Entre chofán y chow mein, alguna fritura cantonesa o quizás un suculento plato de cerdo agridulce, están las alternativas más comunes en la diaria relación que en esta parte de Occidente logramos sostener con antiguos súbditos de los rivales Mao Zedong y Chiang Kai-shek que desde el siglo pasado salieron de sus orígenes territoriales a poblar el resto del mundo con intenciones comerciales básicamente.
Empeñosos en vender barato desde los autos servicios restaurantes y hortalizas que por mucho tiempo los caracterizaron para luego aplicar acrílicos a uñas femeninas y fundar moteles que alineados por la autopista de San Isidro llenos de luces resultan lo que más se parece a Las Vegas en esta media isla.
Nacidos para llenar necesidades, desde lo culinario hasta las que deben saciarse en lechos de alquiler.
Pero los chino que uno conoce no exportan sus riñas por diferencias políticas ni anda tomando partido por estos lares por más que parezca que proceden de países en eterna confrontación.
Poco les importa que por aquí se muevan emisarios de Taiwán o de Pekin, aunque siempre ha de gustarles que traigan algo bueno para ellos y para el país que les brinda hospitalidad. Su color común de piel es el amarillo (según los encasillan) y sus ojos siempre son tan oblicuos, que se hace difícil diferenciar a un Liú de un Chen, a un Yang de un Huan.
Los Joa sin mestizaje que por aquí andan parecen hechos en serie a partir de un mismo molde.
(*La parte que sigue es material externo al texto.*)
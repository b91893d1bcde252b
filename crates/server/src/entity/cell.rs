//! Base cell type and common functionality.
//!
//! Mutators are crate-private: only the movement engine and the
//! collision resolver change mass or position.

use crate::entity::PlayerId;
use crate::physics::MassCurve;
use crate::world::WorldBorder;
use glam::Vec2;

/// Kind of entity a cell represents.
#[repr(u8)]
#[derive(Debug, Clone, Copy, PartialEq, Eq, Hash)]
pub enum CellKind {
    Player = 0,
    Food = 1,
    Virus = 2,
    Ejected = 3,
}

/// Remaining coast after a split or an ejection.
#[derive(Debug, Clone, Copy, PartialEq)]
pub struct Boost {
    /// Distance still to travel.
    pub distance: f32,
    /// Unit direction of travel.
    pub direction: Vec2,
}

/// Common cell data shared by all cell types.
#[derive(Debug, Clone)]
pub struct CellData {
    pub(crate) id: u32,
    pub(crate) owner: Option<PlayerId>,
    pub(crate) kind: CellKind,
    pub(crate) position: Vec2,
    pub(crate) mass: f32,
    pub(crate) radius: f32,
    pub(crate) boost: Option<Boost>,
}

impl CellData {
    pub(crate) fn new(
        id: u32,
        kind: CellKind,
        position: Vec2,
        mass: f32,
        curve: &MassCurve,
    ) -> Self {
        Self {
            id,
            owner: None,
            kind,
            position,
            mass,
            radius: curve.radius(mass),
            boost: None,
        }
    }

    #[inline]
    pub fn id(&self) -> u32 {
        self.id
    }

    #[inline]
    pub fn owner(&self) -> Option<PlayerId> {
        self.owner
    }

    #[inline]
    pub fn kind(&self) -> CellKind {
        self.kind
    }

    #[inline]
    pub fn position(&self) -> Vec2 {
        self.position
    }

    #[inline]
    pub fn mass(&self) -> f32 {
        self.mass
    }

    #[inline]
    pub fn radius(&self) -> f32 {
        self.radius
    }

    #[inline]
    pub fn boost(&self) -> Option<Boost> {
        self.boost
    }

    /// Set the mass and recompute the radius.
    #[inline]
    pub(crate) fn set_mass(&mut self, mass: f32, curve: &MassCurve) {
        self.mass = mass;
        self.radius = curve.radius(mass);
    }

    #[inline]
    pub(crate) fn set_boost(&mut self, distance: f32, direction: Vec2) {
        self.boost = (distance > 0.0).then_some(Boost {
            distance,
            direction,
        });
    }

    /// Clamp the centre so the circle stays inside the border.
    ///
    /// A circle wider than the world is pinned to the middle of that axis.
    #[inline]
    pub(crate) fn clamp_to(&mut self, border: &WorldBorder) {
        self.position = border.clamp(self.position, self.radius);
    }

    /// Advance the boost by `decay` of its remaining distance.
    /// Returns true while the cell is still coasting.
    pub(crate) fn step_boost(&mut self, decay: f32, border: &WorldBorder) -> bool {
        let Some(boost) = self.boost.as_mut() else {
            return false;
        };
        if boost.distance < 1.0 {
            self.boost = None;
            return false;
        }
        let step = boost.distance * decay.clamp(0.01, 1.0);
        boost.distance -= step;
        self.position += boost.direction * step;
        self.clamp_to(border);
        true
    }
}

/// Trait for all cell types.
pub trait Cell: Send + Sync {
    /// Get the common cell data.
    fn data(&self) -> &CellData;

    /// Get mutable cell data.
    fn data_mut(&mut self) -> &mut CellData;
}

#[cfg(test)]
mod tests {
    use super::*;

    fn border() -> WorldBorder {
        WorldBorder::new(1000.0, 1000.0)
    }

    #[test]
    fn test_set_mass_updates_radius() {
        let curve = MassCurve::default();
        let mut cell = CellData::new(1, CellKind::Player, Vec2::ZERO, 10.0, &curve);
        let before = cell.radius();
        cell.set_mass(40.0, &curve);
        assert_eq!(cell.mass(), 40.0);
        assert_eq!(cell.radius(), curve.radius(40.0));
        assert!(cell.radius() > before);
    }

    #[test]
    fn test_boost_decays_to_rest() {
        let curve = MassCurve::default();
        let mut cell = CellData::new(1, CellKind::Ejected, Vec2::new(500.0, 500.0), 10.0, &curve);
        cell.set_boost(100.0, Vec2::X);
        assert!(cell.step_boost(0.1, &border()));
        assert!((cell.position().x - 510.0).abs() < 1e-3);
        let mut steps = 0;
        while cell.step_boost(0.1, &border()) {
            steps += 1;
            assert!(steps < 200);
        }
        assert!(cell.boost().is_none());
        assert!(cell.position().x < 600.0);
    }

    #[test]
    fn test_boost_stops_at_border() {
        let curve = MassCurve::default();
        let mut cell = CellData::new(1, CellKind::Ejected, Vec2::new(990.0, 500.0), 1.0, &curve);
        cell.set_boost(500.0, Vec2::X);
        cell.step_boost(0.5, &border());
        assert!(cell.position().x <= 1000.0 - cell.radius());
    }
}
y los Sang Ben de descendencia tienen en común, además de los rasgos orientales, casi la misma gran inteligencia e identificación con la dominicanidad y el academicismo, lejos de la relación con lo mercantil que prima en la imaginación de nuestros habitantes y en un tramo de la avenida Duarte; el barrio particular de estos risueños tenderos o hábiles mezcladores de arroz con cualquier otra cosa de procedencia vegetal o animal; pertenecen a la especie humana que inventó la pólvora, una cosa que llaman Wanton que siempre sabe raro y un famoso mentol que insensibiliza la masculinidad para prolongar el placer, según se dice y a muchos entusiasma a nivel local.
Nunca intente amigo lector, explorarle las concepciones ideológicas o de banderías políticas a los solícitos anfitriones de negocios chinos en esta ciudad.
Quise una vez que uno de ellos me definiera a Balaguer en la plenitud de los doce años de su gobierno de rudos efectos sobre muchos de sus congéneres, y nunca entendió mi pregunta.
«chinito no habla español», dijo. Pero su léxico, escuchado por mi repetidamente en visitas anteriores, me ilustraba, incluso en cibaeño, de su destreza idiomática para dirigir una cocina llena de operarios aquí nacidos y sin pinta de bilingües.
Insistí meses después en conseguir de él una opinión sobre el secuestro de Donald Crowley, el gringo militar de la embajada en Santo Domingo, y sobre la desastrosa batalla a tiros y sillazos que sostuvieron perredeistas en el hotel Concord, argumentándole que la gente de su nacionalidad está reputada, por lo menos en Bonao, de estar apropiadamente informada de las cosas que pasan en el país.
Su respuesta me convenció de su impenetrabilidad: «Chinito sigue sin saber español».